Laid-back, absurdist stoner comedy may appear to have reached its apex during Mitch Hedberg's all-to-brief tenure on this planet, but that doesn't mean that there aren't still trailblazers out there working in the medium. While Daily Show contributor Demetri Martin has recently scored a TV show where he showcases his approach, Chicago's Hannibal Buress is still out working the clubs, bringing weird-ass jokes constructed on premises that just shouldn't work to audiences every night, and twice on weekends.


The first thing you notice about Buress' stage persona is that he's veeeeeeery comfortable with a mic in his hand. If there's a fear that the audience won't follow along to the fucked-up places his jokes lead, it's buried pretty deeply in his intestines, and what you get on stage is a relaxed performer who can sell a joke that's built on, say, the concept of how rad his life might be if he had metal arms. At Friday night's performance, Buress took that very bit out for a walk, then left us to watch as it was kidnapped by pirates and sold to aliens.

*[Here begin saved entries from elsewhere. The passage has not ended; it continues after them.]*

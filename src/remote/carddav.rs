//! CardDAV `addressbook-multiget` batching and multistatus parsing.

use std::collections::HashMap;

use anyhow::{Context, Result};
use quick_xml::escape::escape;
use quick_xml::events::Event;
use quick_xml::Reader;

use super::ContactsRemote;
use crate::contact::Contact;
use crate::error::Error;

/// Maximum number of hrefs sent in one REPORT request.
pub const CARDDAV_REPORT_PAGE_SIZE: usize = 250;

const DAV_NS: &str = "DAV:";
const CARDDAV_NS: &str = "urn:ietf:params:xml:ns:carddav";

/// Download the vCards of `contacts`, keyed by CardDAV href.
///
/// Every batch must account for all of its hrefs, otherwise the whole fetch fails
/// naming the first missing contact. `on_batch` is called with the size of each
/// completed batch.
pub fn fetch_vcards<R: ContactsRemote + ?Sized>(
    remote: &R,
    token: &str,
    principal: &str,
    contacts: &[Contact],
    mut on_batch: impl FnMut(usize),
) -> Result<HashMap<String, String>> {
    let mut vcards = HashMap::with_capacity(contacts.len());

    for (index, batch) in contacts.chunks(CARDDAV_REPORT_PAGE_SIZE).enumerate() {
        log::debug!("requesting vCard batch {} ({} contact(s))", index + 1, batch.len());

        let body = multiget_body(batch.iter().map(|contact| contact.carddav_href.as_str()));
        let xml = remote
            .request_carddav_report(token, principal, &body)
            .with_context(|| format!("failed to download vCard batch {}", index + 1))?;
        let mut received = parse_multistatus(&xml)?;

        for contact in batch {
            let vcard = received
                .remove(&contact.carddav_href)
                .ok_or_else(|| Error::VcardNotDownloaded {
                    name: contact.name.clone(),
                })?;
            vcards.insert(contact.carddav_href.clone(), vcard);
        }

        on_batch(batch.len());
    }

    Ok(vcards)
}

/// Build the REPORT body requesting `address-data` for each href.
pub fn multiget_body<'a>(hrefs: impl IntoIterator<Item = &'a str>) -> String {
    let mut body = String::new();
    body.push_str("<?xml version=\"1.0\" encoding=\"utf-8\"?>\n");
    body.push_str(&format!(
        "<card:addressbook-multiget xmlns:d=\"{DAV_NS}\" xmlns:card=\"{CARDDAV_NS}\">\n"
    ));
    body.push_str("    <d:prop>\n        <card:address-data />\n    </d:prop>\n");
    for href in hrefs {
        body.push_str("    <d:href>");
        body.push_str(&escape(href));
        body.push_str("</d:href>\n");
    }
    body.push_str("</card:addressbook-multiget>\n");
    body
}

#[derive(Clone, Copy)]
enum Field {
    Href,
    Status,
    AddressData,
}

/// Collect `href -> address-data` for every propstat whose status is 200.
///
/// Elements are matched by local name; the payload is unescaped but otherwise
/// returned exactly as sent.
pub fn parse_multistatus(xml: &str) -> Result<HashMap<String, String>> {
    let mut reader = Reader::from_str(xml);
    let mut vcards = HashMap::new();

    let mut field: Option<Field> = None;
    let mut text = String::new();
    let mut href: Option<String> = None;
    let mut status: Option<String> = None;
    let mut address_data: Option<String> = None;
    let mut payload: Option<String> = None;

    loop {
        match reader
            .read_event()
            .with_context(|| format!("malformed multistatus response at byte {}", reader.buffer_position()))?
        {
            Event::Start(e) => {
                let next = match e.local_name().as_ref() {
                    b"response" => {
                        href = None;
                        payload = None;
                        None
                    }
                    b"propstat" => {
                        status = None;
                        address_data = None;
                        None
                    }
                    b"href" => Some(Field::Href),
                    b"status" => Some(Field::Status),
                    b"address-data" => Some(Field::AddressData),
                    _ => None,
                };
                if next.is_some() {
                    text.clear();
                    field = next;
                }
            }
            Event::Text(t) if field.is_some() => {
                text.push_str(&t.unescape().context("invalid escape in multistatus response")?);
            }
            Event::CData(c) if field.is_some() => {
                text.push_str(&String::from_utf8_lossy(&c));
            }
            Event::End(e) => match e.local_name().as_ref() {
                b"href" | b"status" | b"address-data" => match field.take() {
                    Some(Field::Href) => href = Some(text.trim().to_string()),
                    Some(Field::Status) => status = Some(text.trim().to_string()),
                    Some(Field::AddressData) => address_data = Some(std::mem::take(&mut text)),
                    None => {}
                },
                b"propstat" => {
                    if status.as_deref().is_some_and(is_success_status) {
                        if let Some(data) = address_data.take().filter(|d| !d.is_empty()) {
                            payload = Some(data);
                        }
                    }
                }
                b"response" => {
                    if let (Some(href), Some(payload)) = (href.take(), payload.take()) {
                        vcards.insert(href, payload);
                    }
                }
                _ => {}
            },
            Event::Eof => break,
            _ => {}
        }
    }

    Ok(vcards)
}

/// `HTTP/1.1 200 OK` style status line.
fn is_success_status(status: &str) -> bool {
    status.split_whitespace().nth(1) == Some("200")
}
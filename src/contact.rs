//! The remote contact record as seen by the sync engine.

pub const VCARD_EXTENSION: &str = ".vcf";

const CARDDAV_CONTACT_HREF_PREFIX: &str = "/carddav/v1/principals";
const UNNAMED_PREFIX: &str = "contact";

/// A contact enumerated from the People API.
///
/// `id` is the stable key. `file_name` is derived from the display name and
/// therefore changes whenever the contact is renamed remotely.
#[derive(Debug, Clone, PartialEq, Eq)]
pub struct Contact {
    pub id: String,
    /// Display name, falling back to `id` when the contact has none.
    pub name: String,
    pub principal: String,
    pub etag: String,
    pub file_name: String,
    pub carddav_href: String,
}

impl Contact {
    pub fn new(id: &str, name: Option<&str>, principal: &str, etag: &str) -> Self {
        let name = name.map(str::trim).filter(|n| !n.is_empty());

        let prefix = match name {
            Some(name) => sanitize_filename(&normalize_name(name)),
            None => UNNAMED_PREFIX.to_string(),
        };

        Self {
            id: id.to_string(),
            name: name.unwrap_or(id).to_string(),
            principal: principal.to_string(),
            etag: etag.to_string(),
            file_name: format!("{prefix}_{}{VCARD_EXTENSION}", id.to_lowercase()),
            carddav_href: carddav_href(principal, id),
        }
    }

    /// Key used for every lookup against the cache and the output directory.
    pub fn key(&self) -> String {
        self.id.to_lowercase()
    }
}

/// Path of a contact's vCard resource under the default address book.
pub fn carddav_href(principal: &str, contact_id: &str) -> String {
    format!("{CARDDAV_CONTACT_HREF_PREFIX}/{principal}/lists/default/{contact_id}")
}

/// Lowercase and join whitespace-separated tokens with underscores.
fn normalize_name(name: &str) -> String {
    name.split_whitespace()
        .collect::<Vec<_>>()
        .join("_")
        .to_lowercase()
}

/// Sanitize a string for use as a filename
///
/// Leading dots become `_` so the file is never hidden from the directory scan.
fn sanitize_filename(s: &str) -> String {
    let mut leading = true;
    s.chars()
        .map(|c| {
            leading &= c == '.';
            match c {
                '.' if leading => '_',
                '/' | '\\' | ':' | '*' | '?' | '"' | '<' | '>' | '|' => '_',
                _ => c,
            }
        })
        .collect()
}
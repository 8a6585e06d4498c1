//! Error conditions callers need to tell apart from generic I/O or HTTP failures.

use std::path::PathBuf;

use thiserror::Error;

#[derive(Debug, Error)]
pub enum Error {
    /// A line in the etag cache did not hold exactly one key and one value.
    #[error("etag cache {} is corrupt at line {line}: expected `<id> <etag>`", path.display())]
    CorruptEtagCache { path: PathBuf, line: usize },

    /// The CardDAV server did not return a vCard for a requested contact.
    #[error("vCard could not be downloaded for contact '{name}'")]
    VcardNotDownloaded { name: String },

    #[error("authenticated user ({actual}) was different than the user specified ({expected})")]
    UserMismatch { expected: String, actual: String },

    #[error(
        "no web browser detected. Google's OAuth2 authorization cannot proceed in headless mode. \
         Please run this operation on a machine with a web browser."
    )]
    HeadlessAuthorization,
}
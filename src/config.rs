use std::fs;
use std::path::{Path, PathBuf};

use anyhow::{anyhow, Context, Result};
use serde::Deserialize;

const CONFIG_FILE_NAME: &str = "config.toml";
const DEFAULT_CONF_DIR_NAME: &str = ".gcardvault";
const DEFAULT_OUTPUT_DIR_NAME: &str = "gcardvault";

pub const DEFAULT_PEOPLE_API_URL: &str = "https://people.googleapis.com";
pub const DEFAULT_CARDDAV_URL: &str = "https://www.googleapis.com";
pub const DEFAULT_AUTH_URL: &str = "https://accounts.google.com/o/oauth2/auth";
pub const DEFAULT_TOKEN_URL: &str = "https://oauth2.googleapis.com/token";
pub const DEFAULT_USERINFO_URL: &str = "https://www.googleapis.com/oauth2/v2/userinfo";

/// Everything a run needs, resolved once up front.
#[derive(Debug, Clone)]
pub struct Config {
    /// Principal (email address) whose contacts are exported, lowercased.
    pub user: String,
    pub conf_dir: PathBuf,
    pub output_dir: PathBuf,
    pub client_id: Option<String>,
    pub client_secret: Option<String>,
    /// Skip the git repository entirely.
    pub export_only: bool,
    /// Remove local files for contacts that no longer exist remotely.
    pub clean: bool,
    pub endpoints: Endpoints,
}

/// Base URLs of the Google services the vault talks to.
#[derive(Debug, Clone, PartialEq, Eq)]
pub struct Endpoints {
    pub people_api: String,
    pub carddav: String,
    pub auth: String,
    pub token: String,
    pub userinfo: String,
}

impl Default for Endpoints {
    fn default() -> Self {
        Self {
            people_api: DEFAULT_PEOPLE_API_URL.to_string(),
            carddav: DEFAULT_CARDDAV_URL.to_string(),
            auth: DEFAULT_AUTH_URL.to_string(),
            token: DEFAULT_TOKEN_URL.to_string(),
            userinfo: DEFAULT_USERINFO_URL.to_string(),
        }
    }
}

/// Values supplied on the command line (or through their environment variables).
#[derive(Debug, Clone, Default)]
pub struct ConfigOverrides {
    pub user: String,
    pub conf_dir: Option<PathBuf>,
    pub output_dir: Option<PathBuf>,
    pub client_id: Option<String>,
    pub client_secret: Option<String>,
    pub export_only: bool,
    pub clean: bool,
}

impl Config {
    pub fn ensure_dirs(&self) -> Result<()> {
        for dir in [&self.conf_dir, &self.output_dir] {
            fs::create_dir_all(dir)
                .with_context(|| format!("failed to create directory: {}", dir.display()))?;
        }
        Ok(())
    }

    pub fn token_file_path(&self) -> PathBuf {
        self.conf_dir.join(format!("{}.token.json", self.user))
    }
}

pub fn load(overrides: ConfigOverrides) -> Result<Config> {
    let conf_dir = match overrides.conf_dir {
        Some(dir) => expand_tilde(&dir),
        None => home::home_dir()
            .ok_or_else(|| anyhow!("unable to determine home directory"))?
            .join(DEFAULT_CONF_DIR_NAME),
    };

    let file = read_config_file(&conf_dir.join(CONFIG_FILE_NAME))?;

    let output_dir = match overrides.output_dir.or(file.output_dir) {
        Some(dir) => expand_tilde(&dir),
        None => std::env::current_dir()
            .context("unable to determine working directory")?
            .join(DEFAULT_OUTPUT_DIR_NAME),
    };

    Ok(Config {
        user: overrides.user.trim().to_lowercase(),
        conf_dir,
        output_dir,
        client_id: non_empty(overrides.client_id.or(file.client_id)),
        client_secret: non_empty(overrides.client_secret.or(file.client_secret)),
        export_only: overrides.export_only,
        clean: overrides.clean,
        endpoints: file.endpoints.into(),
    })
}

fn non_empty(value: Option<String>) -> Option<String> {
    value
        .map(|v| v.trim().to_string())
        .filter(|v| !v.is_empty())
}

/// Expand ~ to home directory in paths
fn expand_tilde(path: &Path) -> PathBuf {
    if let Ok(stripped) = path.strip_prefix("~") {
        if let Some(home) = home::home_dir() {
            return home.join(stripped);
        }
    }
    path.to_path_buf()
}

// =============================================================================
// config.toml
// =============================================================================

#[derive(Debug, Default, Deserialize)]
#[serde(default)]
struct ConfigFile {
    output_dir: Option<PathBuf>,
    client_id: Option<String>,
    client_secret: Option<String>,
    endpoints: EndpointsFile,
}

#[derive(Debug, Default, Deserialize)]
#[serde(default)]
struct EndpointsFile {
    people_api: Option<String>,
    carddav: Option<String>,
    auth: Option<String>,
    token: Option<String>,
    userinfo: Option<String>,
}

impl From<EndpointsFile> for Endpoints {
    fn from(file: EndpointsFile) -> Self {
        let defaults = Endpoints::default();
        let trim = |url: String| url.trim_end_matches('/').to_string();
        Self {
            people_api: file.people_api.map(trim).unwrap_or(defaults.people_api),
            carddav: file.carddav.map(trim).unwrap_or(defaults.carddav),
            auth: file.auth.unwrap_or(defaults.auth),
            token: file.token.unwrap_or(defaults.token),
            userinfo: file.userinfo.unwrap_or(defaults.userinfo),
        }
    }
}

fn read_config_file(path: &Path) -> Result<ConfigFile> {
    if !path.exists() {
        return Ok(ConfigFile::default());
    }

    let raw = fs::read_to_string(path)
        .with_context(|| format!("failed to read configuration file at {}", path.display()))?;

    let value: toml::Value = toml::from_str(&raw)
        .with_context(|| format!("failed to parse {} as TOML", path.display()))?;

    warn_unknown_keys(&value);

    value
        .try_into()
        .with_context(|| format!("failed to deserialize config from {}", path.display()))
}

fn warn_unknown_keys(value: &toml::Value) {
    let Some(table) = value.as_table() else {
        return;
    };

    const KNOWN: &[&str] = &["output_dir", "client_id", "client_secret", "endpoints"];
    warn_unknown_in_context(value, "config", KNOWN);

    if let Some(endpoints) = table.get("endpoints") {
        warn_unknown_in_context(
            endpoints,
            "endpoints",
            &["people_api", "carddav", "auth", "token", "userinfo"],
        );
    }
}

fn warn_unknown_in_context(value: &toml::Value, context: &str, known: &[&str]) {
    let Some(table) = value.as_table() else {
        return;
    };
    for key in table.keys() {
        if !known.contains(&key.as_str()) {
            log::warn!("unknown key '{}' in [{}] section of {}", key, context, CONFIG_FILE_NAME);
        }
    }
}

That's the thing about Buress: While a more traditional comedian may take silly bits in odd directions—say, a bit about shopping for shoes that devolves into a weird fantasy about shopping malls—the pieces that go weird for him start weird. For this guy, "I wish I had metal arms" isn't just the goofy tag on a joke rooted in the real world, it's the premise on which he builds his really out-there bits. In the "metal arms" bit, we follow him for days as he lives his life—having sex with girls, getting pulled over by the police, etc—all starting from this ridiculous opening. The entire bit may run four entire minutes, and it demonstrates the remarkable faith he has in himself and his audience to commit to material with such abstract roots for such a long time.

Sadly, however, that faith was a bit misplaced at Cap City on Friday. He drew the wrath of a vocal heckler about mid-way through his set, and never quite recovered the easy cool needed to sell his act. The cry of "weak humor" from a woman in the crowd derailed the latter part of his set, as the persona Buress uses onstage isn't the sort to dismantle a heckler in the brutal fashion needed to soldier through at a venue like Cap City. He turned it into a conversation, asked her a few questions, but unlike some comics, who seem to thrive on the interaction, it made him look downright uncomfortable. That's a dangerous problem when your whole style is predicated on a sense of casual confidence. The flipside to Buress' more challenging material is that, out of the proper context, it's too weird to really work. (Witness the above paragraph, where everything that makes the "metal arms" bit hilarious is sucked out.) Buress is a brilliant comedian who succeeds on multiple levels, but until he's out of clubs like Cap City, where a drunk who doesn't know what she's in for can ruin it for everyone, we run the risk of never quite seeing him at his best.